(Collected data)
------

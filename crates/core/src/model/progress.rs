use thiserror::Error;

use crate::model::{AwardEvent, Plan, QuizItem};

//
// ─── ERRORS ────────────────────────────────────────────────────────────────────
//

#[derive(Debug, Error, Clone, PartialEq, Eq)]
#[non_exhaustive]
pub enum ProgressError {
    #[error("quiz option {index} is out of range ({options} options)")]
    InvalidArgument { index: usize, options: usize },
}

//
// ─── REWARD STATE ──────────────────────────────────────────────────────────────
//

/// Observable state of the day's reward progress.
#[derive(Debug, Clone, Copy, PartialEq, Eq)]
pub enum RewardState {
    /// Check-in plan, not yet checked in.
    CheckInPending,
    /// Check-in plan, checked in for this epoch.
    CheckedIn,
    /// Quiz plan, no answer yet.
    QuizPending,
    /// Quiz plan, answered once; `correct` decides whether points were earned.
    QuizAnswered { correct: bool },
}

impl RewardState {
    #[must_use]
    pub fn plan(self) -> Plan {
        match self {
            RewardState::CheckInPending | RewardState::CheckedIn => Plan::CheckIn,
            RewardState::QuizPending | RewardState::QuizAnswered { .. } => Plan::Quiz,
        }
    }

    #[must_use]
    pub fn is_completed(self) -> bool {
        matches!(
            self,
            RewardState::CheckedIn | RewardState::QuizAnswered { .. }
        )
    }
}

//
// ─── DAILY PROGRESS ────────────────────────────────────────────────────────────
//

/// Session-scoped record of what the user has done today under the active plan.
///
/// All transitions are pure: they mutate this record and report the award to
/// emit, if any. Guarded events that do not apply are no-ops, not errors.
#[derive(Debug, Clone, Default, PartialEq, Eq)]
pub struct DailyProgress {
    plan: Plan,
    completed_today: bool,
    quiz_selected_index: Option<usize>,
    quiz_was_correct: Option<bool>,
}

impl DailyProgress {
    /// Fresh progress on the default plan.
    #[must_use]
    pub fn new() -> Self {
        Self::default()
    }

    #[must_use]
    pub fn plan(&self) -> Plan {
        self.plan
    }

    #[must_use]
    pub fn completed_today(&self) -> bool {
        self.completed_today
    }

    #[must_use]
    pub fn quiz_selected_index(&self) -> Option<usize> {
        self.quiz_selected_index
    }

    #[must_use]
    pub fn quiz_was_correct(&self) -> Option<bool> {
        self.quiz_was_correct
    }

    #[must_use]
    pub fn state(&self) -> RewardState {
        match (self.plan, self.completed_today, self.quiz_was_correct) {
            (Plan::CheckIn, false, _) => RewardState::CheckInPending,
            (Plan::CheckIn, true, _) => RewardState::CheckedIn,
            (Plan::Quiz, _, None) => RewardState::QuizPending,
            (Plan::Quiz, _, Some(correct)) => RewardState::QuizAnswered { correct },
        }
    }

    /// Switches the active plan and starts a new epoch.
    ///
    /// Returns `false` without touching anything when `plan` is already active.
    pub fn select_plan(&mut self, plan: Plan) -> bool {
        if plan == self.plan {
            return false;
        }
        *self = Self {
            plan,
            ..Self::default()
        };
        true
    }

    /// Marks today's check-in.
    ///
    /// Only the first call of an epoch on the check-in plan yields an award.
    pub fn check_in(&mut self) -> Option<AwardEvent> {
        if self.plan != Plan::CheckIn || self.completed_today {
            return None;
        }
        self.completed_today = true;
        Some(AwardEvent::for_plan(Plan::CheckIn))
    }

    /// Records the answer to today's quiz.
    ///
    /// The index is range-checked before any guard so a bad index never goes
    /// unnoticed. A second answer in the same epoch, or any answer while the
    /// check-in plan is active, is ignored.
    ///
    /// # Errors
    ///
    /// Returns `ProgressError::InvalidArgument` if `option_index` is not an
    /// option of `quiz`. The progress is left unchanged.
    pub fn answer_quiz(
        &mut self,
        quiz: &QuizItem,
        option_index: usize,
    ) -> Result<Option<AwardEvent>, ProgressError> {
        let options = quiz.options().len();
        if option_index >= options {
            return Err(ProgressError::InvalidArgument {
                index: option_index,
                options,
            });
        }

        if self.plan != Plan::Quiz || self.quiz_selected_index.is_some() {
            return Ok(None);
        }

        let correct = quiz.is_correct(option_index);
        self.quiz_selected_index = Some(option_index);
        self.quiz_was_correct = Some(correct);
        self.completed_today = true;

        Ok(correct.then(|| AwardEvent::for_plan(Plan::Quiz)))
    }
}

//
// ─── TESTS ─────────────────────────────────────────────────────────────────────
//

------

Every line of the data above should be retyped precisely.

filename crates/core/src/model/progress.rs
use thiserror::Error;

use crate::model::{AwardEvent, Plan, QuizItem};

//
// ─── ERRORS ────────────────────────────────────────────────────────────────────
//

#[derive(Debug, Error, Clone, PartialEq, Eq)]
#[non_exhaustive]
pub enum ProgressError {
    #[error("quiz option {index} is out of range ({options} options)")]
    InvalidArgument { index: usize, options: usize },
}

//
// ─── REWARD STATE ──────────────────────────────────────────────────────────────
//

/// Observable state of the day's reward progress.
#[derive(Debug, Clone, Copy, PartialEq, Eq)]
pub enum RewardState {
    /// Check-in plan, not yet checked in.
    CheckInPending,
    /// Check-in plan, checked in for this epoch.
    CheckedIn,
    /// Quiz plan, no answer yet.
    QuizPending,
    /// Quiz plan, answered once; `correct` decides whether points were earned.
    QuizAnswered { correct: bool },
}

impl RewardState {
    #[must_use]
    pub fn plan(self) -> Plan {
        match self {
            RewardState::CheckInPending | RewardState::CheckedIn => Plan::CheckIn,
            RewardState::QuizPending | RewardState::QuizAnswered { .. } => Plan::Quiz,
        }
    }

    #[must_use]
    pub fn is_completed(self) -> bool {
        matches!(
            self,
            RewardState::CheckedIn | RewardState::QuizAnswered { .. }
        )
    }
}

//
// ─── DAILY PROGRESS ────────────────────────────────────────────────────────────
//

/// Session-scoped record of what the user has done today under the active plan.
///
/// All transitions are pure: they mutate this record and report the award to
/// emit, if any. Guarded events that do not apply are no-ops, not errors.
#[derive(Debug, Clone, Default, PartialEq, Eq)]
pub struct DailyProgress {
    plan: Plan,
    completed_today: bool,
    quiz_selected_index: Option<usize>,
    quiz_was_correct: Option<bool>,
}

impl DailyProgress {
    /// Fresh progress on the default plan.
    #[must_use]
    pub fn new() -> Self {
        Self::default()
    }

    #[must_use]
    pub fn plan(&self) -> Plan {
        self.plan
    }

    #[must_use]
    pub fn completed_today(&self) -> bool {
        self.completed_today
    }

    #[must_use]
    pub fn quiz_selected_index(&self) -> Option<usize> {
        self.quiz_selected_index
    }

    #[must_use]
    pub fn quiz_was_correct(&self) -> Option<bool> {
        self.quiz_was_correct
    }

    #[must_use]
    pub fn state(&self) -> RewardState {
        match (self.plan, self.completed_today, self.quiz_was_correct) {
            (Plan::CheckIn, false, _) => RewardState::CheckInPending,
            (Plan::CheckIn, true, _) => RewardState::CheckedIn,
            (Plan::Quiz, _, None) => RewardState::QuizPending,
            (Plan::Quiz, _, Some(correct)) => RewardState::QuizAnswered { correct },
        }
    }

    /// Switches the active plan and starts a new epoch.
    ///
    /// Returns `false` without touching anything when `plan` is already active.
    pub fn select_plan(&mut self, plan: Plan) -> bool {
        if plan == self.plan {
            return false;
        }
        *self = Self {
            plan,
            ..Self::default()
        };
        true
    }

    /// Marks today's check-in.
    ///
    /// Only the first call of an epoch on the check-in plan yields an award.
    pub fn check_in(&mut self) -> Option<AwardEvent> {
        if self.plan != Plan::CheckIn || self.completed_today {
            return None;
        }
        self.completed_today = true;
        Some(AwardEvent::for_plan(Plan::CheckIn))
    }

    /// Records the answer to today's quiz.
    ///
    /// The index is range-checked before any guard so a bad index never goes
    /// unnoticed. A second answer in the same epoch, or any answer while the
    /// check-in plan is active, is ignored.
    ///
    /// # Errors
    ///
    /// Returns `ProgressError::InvalidArgument` if `option_index` is not an
    /// option of `quiz`. The progress is left unchanged.
    pub fn answer_quiz(
        &mut self,
        quiz: &QuizItem,
        option_index: usize,
    ) -> Result<Option<AwardEvent>, ProgressError> {
        let options = quiz.options().len();
        if option_index >= options {
            return Err(ProgressError::InvalidArgument {
                index: option_index,
                options,
            });
        }

        if self.plan != Plan::Quiz || self.quiz_selected_index.is_some() {
            return Ok(None);
        }

        let correct = quiz.is_correct(option_index);
        self.quiz_selected_index = Some(option_index);
        self.quiz_was_correct = Some(correct);
        self.completed_today = true;

        Ok(correct.then(|| AwardEvent::for_plan(Plan::Quiz)))
    }
}

//
// ─── TESTS ─────────────────────────────────────────────────────────────────────
//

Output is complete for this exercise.